Alors que la nature a repris ses droits dans cette station balnéaire désertée depuis l’invasion turque de 1974, le Famagusta Ecocity Project souhaite la revitaliser et créer la première “écocité modèle d’Europe”. Mais cette initiative bicommunautaire se heurte à l’impasse dans les négociations pour la réunification de l’île et aux actions unilatérales de la Turquie.

Publié le 14 juillet 2021
Cet article est réservé à nos abonné(e)s

Face à la mer de cristal et à la longue plage de sable fin qui s’étire du nord au sud, les squelettes immuables des hôtels abandonnés et dressés le long de la côte ajoutent une note funèbre à la beauté du paysage. Un silence sépulcral plane autour des maisons, des boutiques et des restaurants fermés, énormes pierres tombales urbaines au sein même de la ville. Les feux tricolores d’une époque révolue plantés dans une avenue où plus aucune voiture ne circule, témoignent du temps resté figé en 1974. S’il y a un endroit en Europe où l’on peut encore toucher du doigt ce que veut dire concrètement abandonner une ville du jour au lendemain, Varosha en est le meilleur exemple. 

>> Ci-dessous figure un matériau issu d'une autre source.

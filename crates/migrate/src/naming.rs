use std::collections::HashMap;

// Upper bound on the number of suffixes tried for a single title.
const MAX_DEDUP_ATTEMPTS: usize = 10_000;

/// Maximum length of the " - <interval>" suffix of a rule group name, over every
/// representable interval. The longest is a twelve-digit count of years followed
/// by all smaller units, as in " - 292471208677y51w6d23h59m59s".
pub const MAX_INTERVAL_SUFFIX_LEN: usize = 30;

#[derive(Debug, thiserror::Error, PartialEq)]
pub enum DedupError {
    #[error("title {title:?} cannot be made unique: suffix {suffix:?} exceeds the maximum length of {max_len}")]
    NoRoomForSuffix {
        title: String,
        suffix: String,
        max_len: usize,
    },
    #[error("title {title:?} cannot be made unique after {attempts} attempts")]
    Exhausted { title: String, attempts: usize },
}

/// TitleDeduplicator produces rule titles which are unique within a single folder.
///
/// A TitleDeduplicator holds every title it has returned, and is scoped to one
/// folder of one migration run. Each decision depends on all prior decisions,
/// so a TitleDeduplicator must not be shared across folders.
#[derive(Debug)]
pub struct TitleDeduplicator {
    // Keys of titles which are taken, mapped to the last suffix
    // number used to deduplicate that title.
    taken: HashMap<String, usize>,
    case_insensitive: bool,
    max_len: usize,
}

impl TitleDeduplicator {
    pub fn new(max_len: usize, case_insensitive: bool) -> Self {
        Self {
            taken: HashMap::new(),
            case_insensitive,
            max_len,
        }
    }

    /// Mark titles as already taken, such as titles of existing rules in the folder.
    pub fn reserve<I, S>(&mut self, titles: I)
    where
        I: IntoIterator<Item = S>,
        S: AsRef<str>,
    {
        for title in titles {
            let key = self.key(title.as_ref());
            self.taken.entry(key).or_insert(1);
        }
    }

    /// Return `title`, truncated to the maximum title length, if it's not yet taken.
    /// Otherwise, append the next available " #N" suffix, truncating the title further
    /// so that the suffixed title fits.
    pub fn deduplicate(&mut self, title: &str) -> Result<String, DedupError> {
        let base = truncate(title, self.max_len);
        let base_key = self.key(base);

        let last = match self.taken.get(&base_key) {
            None => {
                self.taken.insert(base_key, 1);
                return Ok(base.to_string());
            }
            Some(last) => *last,
        };

        for n in (last + 1)..(last + 1 + MAX_DEDUP_ATTEMPTS) {
            let suffix = format!(" #{n}");

            if suffix.len() > self.max_len {
                return Err(DedupError::NoRoomForSuffix {
                    title: title.to_string(),
                    suffix,
                    max_len: self.max_len,
                });
            }
            let candidate = format!("{}{suffix}", truncate(base, self.max_len - suffix.len()));
            let candidate_key = self.key(&candidate);

            if !self.taken.contains_key(&candidate_key) {
                self.taken.insert(candidate_key, 1);
                self.taken.insert(base_key, n);
                return Ok(candidate);
            }
        }

        Err(DedupError::Exhausted {
            title: title.to_string(),
            attempts: MAX_DEDUP_ATTEMPTS,
        })
    }

    fn key(&self, title: &str) -> String {
        if self.case_insensitive {
            models::collate(title.chars()).collect()
        } else {
            title.to_string()
        }
    }
}

/// Build the name of the rule group of a migrated rule from its dashboard title and interval.
/// The dashboard title is truncated so that the name fits within `max_len`,
/// but the interval suffix is never truncated. `max_len` must be at least
/// MAX_INTERVAL_SUFFIX_LEN for the name to always fit.
pub fn group_name(interval_seconds: i64, dashboard_title: &str, max_len: usize) -> String {
    let suffix = format!(" - {}", format_duration(interval_seconds.max(0) as u64));
    let title = truncate(dashboard_title, max_len.saturating_sub(suffix.len()));

    format!("{title}{suffix}")
}

/// Round a legacy evaluation frequency down to a multiple of the scheduler's base interval.
/// Frequencies at or below the base interval become the base interval.
pub fn adjust_interval(frequency_seconds: i64, base_interval_seconds: i64) -> i64 {
    if frequency_seconds <= base_interval_seconds {
        return base_interval_seconds;
    }
    frequency_seconds - frequency_seconds.checked_rem(base_interval_seconds).unwrap_or(0)
}

/// Format a duration of whole seconds in the style of Prometheus durations,
/// such as "10s", "1m30s", or "1d12h".
pub fn format_duration(seconds: u64) -> String {
    const UNITS: [(&str, u64); 6] = [
        ("y", 60 * 60 * 24 * 365),
        ("w", 60 * 60 * 24 * 7),
        ("d", 60 * 60 * 24),
        ("h", 60 * 60),
        ("m", 60),
        ("s", 1),
    ];
    if seconds == 0 {
        return "0s".to_string();
    }

    let mut out = String::new();
    let mut remainder = seconds;

    for (unit, size) in UNITS {
        let count = remainder / size;
        if count != 0 {
            out.push_str(&format!("{count}{unit}"));
            remainder %= size;
        }
    }
    out
}

/// Truncate `s` to at most `max_len` bytes, without splitting a character.
pub fn truncate(s: &str, max_len: usize) -> &str {
    if s.len() <= max_len {
        return s;
    }
    let mut end = max_len;
    while !s.is_char_boundary(end) {
        end -= 1;
    }
    &s[..end]
}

Lorsque l’armée turque a occupé Famagouste, sur la côte est de Chypre, à la faveur de l’invasion du nord de l’île suite au coup d’Etat pro-grec de l’été 1974, elle a ordonné à ses habitants grecs de quitter les lieux et d’abandonner tous leurs biens. Les résidents de la cité balnéaire de Varosha, tout nouvellement construite le long de la plage, n’ont pas fait exception. Comme la plupart de leurs concitoyens chypriotes grecs, ils ne se doutaient pas que leur exil allait durer. Mais 47 longues années se sont écoulées depuis, et cette cité balnéaire considérée comme la “perle de Chypre” et qui fut un temps le “Saint-Tropez chypriote” est devenue une ville fantôme à l’image d’une plaie béante sur le paysage méditerranéen de l’île d’Aphrodite.

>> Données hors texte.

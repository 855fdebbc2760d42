//! Migration of legacy dashboard alerts into rules of the unified alerting engine.
//!
//! `OrgMigration::migrate_alert()` is the entry point. It parses the settings of a
//! legacy alert, translates its conditions, repairs queries which the engine cannot
//! run, and assembles a rule with unique title, routing labels, and provenance
//! annotations. Legacy behaviors without an equivalent are approximated, and the
//! approximation is logged and reported as a `Degradation`.
use models::{NotificationKey, SilenceKind};

mod alert_rule;
mod channels;
pub mod cli;
mod config;
pub mod naming;
mod queries;
mod silences;
mod states;
mod template;

pub use alert_rule::{ConditionTranslator, Migrated, OrgMigration};
pub use channels::{extract_channels, ChannelCache, ChannelResolver};
pub use config::Config;
pub use queries::repair_queries;
pub use silences::{add_silences, build_silence, required_silences, SilenceSink};
pub use states::{translate_exec_err, translate_no_data};
pub use template::{escape_literal, LegacyTemplates, MessageTemplater, TemplateError};

/// Error is a failure to migrate a legacy alert.
/// Each variant is a stage of migration which cannot proceed.
#[derive(Debug, thiserror::Error)]
pub enum Error {
    #[error("parse settings")]
    Settings(#[source] serde_json::Error),
    #[error("transform conditions: {0:#}")]
    Conditions(anyhow::Error),
    #[error("queries: model of query {ref_id:?} is not a JSON object")]
    Queries {
        ref_id: String,
        #[source]
        source: serde_json::Error,
    },
    #[error("deduplicate title")]
    Title(#[from] naming::DedupError),
}

impl Error {
    /// Name of the migration stage which failed.
    pub fn stage(&self) -> &'static str {
        match self {
            Self::Settings(_) => "settings",
            Self::Conditions(_) => "conditions",
            Self::Queries { .. } => "queries",
            Self::Title(_) => "naming",
        }
    }
}

/// Degradation is an aspect of a legacy alert which could not be migrated exactly.
/// Degradations never fail a migration, and are reported alongside the migrated rule.
#[derive(Debug, Clone, PartialEq, serde::Serialize)]
#[serde(tag = "type", rename_all = "camelCase")]
pub enum Degradation {
    /// A notification channel reference matched no channel, and the rule won't route to it.
    UnresolvedChannel { key: NotificationKey },
    /// The message template failed to render fully, and a partial migration is used.
    TemplateFallback { error: String },
    /// A silence for a legacy "keep last state" option could not be created.
    SilenceFailed { kind: SilenceKind, error: String },
    /// The legacy no-data option is unknown, and the default state was used.
    UnknownNoDataOption { value: String },
    /// The legacy execution error option is unknown, and the default state was used.
    UnknownExecErrOption { value: String },
    /// A Prometheus query of type "Both" was converted into a range query.
    BothQueryConverted { ref_id: String },
    /// A Prometheus query mode isn't a boolean, and the query was left unchanged.
    UnparsableQueryMode { ref_id: String, field: String },
}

160 000 Chypriotes grecs ont fui vers le sud en 1974, tandis qu'un nombre moindre de Chypriotes turcs vivant dans le sud de l'île a trouvé refuge au nord. La République de Chypre, la seule reconnue internationalement, est membre de l’Union européenne (UE) depuis 2004. La République turque de Chypre du Nord (RTCN) n’est quant à elle reconnue que par Ankara. La partition et l’occupation militaire turque persistent à ce jour, et Varosha et ses 6 kilomètres carrés représentent le symbole du retour des exilés chez eux. 

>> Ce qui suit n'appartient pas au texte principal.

//! Queue batch handler

use std::time::Instant;

use anyhow::{Context, Result};
use tracing::info;

use crate::recognition::CelebrityRecognizer;
use crate::service::IngestPipeline;
use crate::storage::AggregateStore;

use super::dto::{BatchResponse, QueueBatch};

/// Run one queue batch payload through the pipeline.
///
/// Only an unparseable outer batch is an error; everything inside it is
/// reported per message in the response.
pub async fn handle_batch<R, S>(
    pipeline: &IngestPipeline<R, S>,
    payload: &str,
    deadline: Option<Instant>,
) -> Result<BatchResponse>
where
    R: CelebrityRecognizer,
    S: AggregateStore,
{
    let batch: QueueBatch = serde_json::from_str(payload).context("Invalid queue batch payload")?;
    let messages = batch.into_messages();
    info!("Received batch of {} message(s)", messages.len());

    let outcome = pipeline.process_batch(&messages, deadline).await;
    Ok(BatchResponse::from(&outcome))
}

#[cfg(test)]
mod tests {
    use std::sync::Arc;

    use async_trait::async_trait;

    use super::*;
    use crate::config::PipelineConfig;
    use crate::event::{EventDecoder, ImageReference};
    use crate::recognition::{Recognition, RecognitionError, RecognitionErrorKind, RecognizedFace};
    use crate::storage::MemoryStore;

    /// Finds Ada in every image except those under `throttled/`
    struct AdaEverywhere;

    #[async_trait]
    impl CelebrityRecognizer for AdaEverywhere {
        async fn recognize(&self, image: &ImageReference) -> Result<Recognition, RecognitionError> {
            if image.key.starts_with("throttled/") {
                return Err(RecognitionError::new(RecognitionErrorKind::Throttled, "slow down"));
            }
            Ok(Recognition {
                faces: vec![RecognizedFace::new("C1", "Ada")],
                unrecognized_count: 0,
            })
        }
    }

    fn pipeline() -> IngestPipeline<AdaEverywhere, MemoryStore> {
        IngestPipeline::new(
            Arc::new(AdaEverywhere),
            Arc::new(MemoryStore::new()),
            EventDecoder::new(),
            &PipelineConfig::default(),
        )
    }

    fn queue_payload(messages: &[(&str, String)]) -> String {
        let records: Vec<_> = messages
            .iter()
            .map(|(id, body)| serde_json::json!({ "messageId": id, "body": body }))
            .collect();
        serde_json::json!({ "Records": records }).to_string()
    }

    fn notification(key: &str) -> String {
        serde_json::json!({
            "Records": [{
                "awsRegion": "r",
                "s3": { "bucket": { "name": "b" }, "object": { "key": key } }
            }]
        })
        .to_string()
    }

    #[tokio::test]
    async fn test_successful_batch() {
        let pipeline = pipeline();
        let payload = queue_payload(&[("m1", notification("k.jpg"))]);

        let response = handle_batch(&pipeline, &payload, None).await.unwrap();
        assert!(response.is_success());
        assert_eq!(
            serde_json::to_value(&response).unwrap(),
            serde_json::json!({ "batchItemFailures": [] })
        );

        let record = pipeline.store().get("C1").await.unwrap().unwrap();
        assert_eq!(record.image_urls, vec!["http://b.s3-r.amazonaws.com/k.jpg"]);
    }

    #[tokio::test]
    async fn test_reports_items_to_redeliver() {
        let pipeline = pipeline();
        let payload = queue_payload(&[
            ("m1", notification("k.jpg")),
            ("m2", notification("throttled/k.jpg")),
            ("m3", "not json".to_string()),
        ]);

        let response = handle_batch(&pipeline, &payload, None).await.unwrap();
        assert_eq!(
            serde_json::to_value(&response).unwrap(),
            serde_json::json!({ "batchItemFailures": [{ "itemIdentifier": "m2" }] })
        );
    }

    #[tokio::test]
    async fn test_invalid_outer_payload() {
        let pipeline = pipeline();
        assert!(handle_batch(&pipeline, "[1, 2", None).await.is_err());
    }
}
//! Service layer module

pub mod pipeline;
pub mod types;

pub use pipeline::IngestPipeline;
pub use types::*;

Varosha | © Marcos Andronicou

Durant 47 années dépourvues de toute présence humaine à Varosha, la végétation a repris ses droits. Les buissons poussent sur les trottoirs fissurés, les lauriers blancs et roses se sont épanouis sans avoir été taillés, d’immenses bougainvilliers jonchent les rues et les lierres envahissent les façades des maisons. “Je me promenais autour du périmètre de Varosha en observant sa nature sauvage et en essayant de comprendre la réalité de la situation”, raconte Vasia Markides, 42 ans, documentariste dans le Maine, aux Etats-Unis. ”C'était différent de tous les endroits que j’avais vus auparavant. Sachant que les souvenirs de ma famille et de la maison étaient tous piégés derrière la clôture, il était difficile de laisser tout ça derrière moi. Il fallait faire quelque chose”, confie-t-elle.

C’est à partir de ce constat et avec le soutien de sa mère réfugiée que Vasia a décidé de réunir au fil des années des Chypriotes grecs et des Chypriotes turcs afin de revitaliser Varosha et de l’intégrer à la toute proche ville de Famagouste (Gazimağusa en turc). Concrètement cette initiative bicommunautaire, le “Famagusta Ecocity Project” (FEP), tend à créer la première “écocité modèle d’Europe” : un centre piétonnier, alimenté à énergie solaire et respectueux de l'environnement.

Ceren Boğaç, 42 ans, professeure d’architecture et activiste pour les collectivités résilientes à ses heures perdues, fait également partie du FEP. “Le concept de l’écocité est une approche environnementale de la paix. En unissant Grecs et Turcs autour d’un objectif commun en vue d’un environnement sûr et durable avec des ressources adéquates pour tous, les Chypriotes des deux communautés peuvent mettre leurs différences de côté et œuvrer pour des besoins communs. Tout existe à Varosha, le sol est riche, les infrastructures préexistantes sont solides”, explique-t-elle, déambulant sur l’avenue Dimokratias

Depuis les années 1980 et la financiarisation de l’économie, les acteurs de la finance nous ont appris que toute faille dans la loi cache une opportunité de gain à court terme. Les journalistes récompensés Stefano Valentino et Giorgio Michalopoulos décortiquent pour Voxeurop les dessous de la finance verte.

Voir l’évènement

Média, entreprise ou organisation: découvrez notre offre de services éditoriaux sur-mesure et de traduction multilingue.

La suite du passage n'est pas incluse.